--- YOUR GOAL ---
When the word "candidate" shows up in a line of the data below, copy that whole line.

=-=-=

//! Partial and complete route assignments.

use std::fmt;

use serde::{Deserialize, Serialize};

use super::{CvrpData, Node, NodeArena, Route};

/// A fixed fleet of routes plus the allocation state of every customer.
///
/// A solution owns its nodes and routes; the problem data is only
/// borrowed. [`process`](Self::process) never mutates the receiver, and
/// clones are fully independent, back-references included.
///
/// # Examples
///
/// ```
/// use u_savings::models::{Customer, CvrpInstance, Solution};
///
/// let instance = CvrpInstance::new(
///     vec![
///         Customer::depot(0.0, 0.0),
///         Customer::new(1, 0.0, 10.0, 5),
///         Customer::new(2, 0.0, 20.0, 5),
///     ],
///     15,
/// )
/// .unwrap();
///
/// let empty = Solution::new(&instance, 2);
/// assert!(empty.can_process((1, 2)));
///
/// let (merged, inserted) = empty.process((1, 2));
/// assert!(inserted);
/// assert!(merged.is_complete());
/// assert!(!empty.is_complete());
/// assert!((merged.length() - 40.0).abs() < 1e-10);
/// ```
pub struct Solution<'a, P: CvrpData + ?Sized> {
    data: &'a P,
    routes: Vec<Route>,
    nodes: NodeArena,
    allocated: usize,
}

impl<'a, P: CvrpData + ?Sized> Solution<'a, P> {
    /// Creates a solution with `vehicles` empty routes and every customer
    /// unallocated.
    pub fn new(data: &'a P, vehicles: usize) -> Self {
        let depot = data.depot();
        let capacity = data.capacity();
        let nodes = data
            .nodes()
            .into_iter()
            .filter(|&id| id != depot)
            .map(|id| Node::new(id, data.demand(id)))
            .collect();
        Self {
            data,
            routes: (0..vehicles)
                .map(|slot| Route::new(slot, depot, capacity))
                .collect(),
            nodes: NodeArena::new(nodes),
            allocated: 0,
        }
    }

    /// The problem this solution belongs to.
    pub fn data(&self) -> &'a P {
        self.data
    }

    /// Resolves two external ids to this solution's nodes.
    ///
    /// Returns `None` if either id is the depot or unknown.
    pub fn get_pair(&self, (a, b): (usize, usize)) -> Option<(&Node, &Node)> {
        Some((self.nodes.get(a)?, self.nodes.get(b)?))
    }

    /// Cheap pre-filter for [`process`](Self::process): `true` while at
    /// least one node of the pair is still unallocated.
    pub fn can_process(&self, pair: (usize, usize)) -> bool {
        if pair.0 == pair.1 || self.is_complete() {
            return false;
        }
        match self.get_pair(pair) {
            Some((i, j)) => !i.is_allocated() || !j.is_allocated(),
            None => false,
        }
    }

    /// Merges `pair` into a copy of this solution.
    ///
    /// Returns the copy and whether any node was inserted. When nothing
    /// could be inserted the copy is identical to `self`.
    pub fn process(&self, pair: (usize, usize)) -> (Self, bool) {
        let mut next = self.clone();
        let inserted = next.apply(pair);
        (next, inserted)
    }

    /// In-place form of [`process`](Self::process).
    ///
    /// Two unallocated nodes are appended together to the first route with
    /// room for both. A single unallocated node is attached next to its
    /// allocated partner when the partner sits at an end of its route.
    pub fn apply(&mut self, (a, b): (usize, usize)) -> bool {
        if a == b {
            return false;
        }
        let (Some(&i), Some(&j)) = (self.nodes.get(a), self.nodes.get(b)) else {
            return false;
        };

        match (i.route_allocation(), j.route_allocation()) {
            (None, None) => {
                let pair = [i, j];
                match self.routes.iter_mut().find(|r| r.can_allocate(&pair)) {
                    Some(route) => {
                        route.allocate(&pair, true, &mut self.nodes, self.data);
                        self.allocated += 2;
                        true
                    }
                    None => false,
                }
            }
            (Some(slot), None) => self.attach(i, j, slot),
            (None, Some(slot)) => self.attach(j, i, slot),
            (Some(_), Some(_)) => false,
        }
    }

    fn attach(&mut self, anchor: Node, candidate: Node, slot: usize) -> bool {
        let route = &mut self.routes[slot];
        if route.is_interior(anchor.id()) || !route.can_allocate(&[candidate]) {
            return false;
        }
        let append = route.is_last(anchor.id());
        route.allocate(&[candidate], append, &mut self.nodes, self.data);
        self.allocated += 1;
        true
    }

    /// Returns `true` once every customer is on a route.
    pub fn is_complete(&self) -> bool {
        self.allocated == self.nodes.len()
    }

    /// Total length over all routes.
    pub fn length(&self) -> f64 {
        self.routes.iter().map(Route::length).sum()
    }

    /// Routes in vehicle-slot order, empty ones included.
    pub fn routes(&self) -> std::slice::Iter<'_, Route> {
        self.routes.iter()
    }

    /// Number of vehicle slots.
    pub fn vehicles(&self) -> usize {
        self.routes.len()
    }

    /// Number of non-empty routes.
    pub fn routes_used(&self) -> usize {
        self.routes.iter().filter(|r| !r.is_empty()).count()
    }

    /// The route currently serving `id`.
    pub fn route_of(&self, id: usize) -> Option<&Route> {
        let slot = self.nodes.get(id)?.route_allocation()?;
        self.routes.get(slot)
    }

    /// This solution's node for `id`.
    pub fn node(&self, id: usize) -> Option<&Node> {
        self.nodes.get(id)
    }

    /// Number of customers on some route.
    pub fn allocated(&self) -> usize {
        self.allocated
    }

    /// Number of customers (depot excluded).
    pub fn customers(&self) -> usize {
        self.nodes.len()
    }

    /// Serializable snapshot for reporting.
    pub fn summary(&self) -> SolutionSummary {
        SolutionSummary {
            routes: self
                .routes
                .iter()
                .map(|r| RouteSummary {
                    ids: r.ids(),
                    load: r.load(),
                    length: r.length(),
                })
                .collect(),
            length: self.length(),
            complete: self.is_complete(),
        }
    }
}

impl<P: CvrpData + ?Sized> Clone for Solution<'_, P> {
    fn clone(&self) -> Self {
        Self {
            data: self.data,
            routes: self.routes.clone(),
            nodes: self.nodes.clone(),
            allocated: self.allocated,
        }
    }
}

impl<P: CvrpData + ?Sized> fmt::Debug for Solution<'_, P> {
    fn fmt(&self, f: &mut fmt::Formatter<'_>) -> fmt::Result {
        f.debug_struct("Solution")
            .field("routes", &self.routes)
            .field("allocated", &self.allocated)
            .field("customers", &self.nodes.len())
            .finish()
    }
}

/// One route of a [`SolutionSummary`].
#[derive(Debug, Clone, PartialEq, Serialize, Deserialize)]
pub struct RouteSummary {
    /// Node ids in visiting order.
    pub ids: Vec<usize>,
    /// Total demand served.
    pub load: i32,
    /// Route length.
    pub length: f64,
}

/// Owned, serializable view of a solution.
#[derive(Debug, Clone, PartialEq, Serialize, Deserialize)]
pub struct SolutionSummary {
    /// Routes in vehicle-slot order.
    pub routes: Vec<RouteSummary>,
    /// Total length.
    pub length: f64,
    /// Whether every customer is served.
    pub complete: bool,
}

=-=-=

--- THE COMPLETED TASK ---
    fn attach(&mut self, anchor: Node, candidate: Node, slot: usize) -> bool {
        if route.is_interior(anchor.id()) || !route.can_allocate(&[candidate]) {
        route.allocate(&[candidate], append, &mut self.nodes, self.data);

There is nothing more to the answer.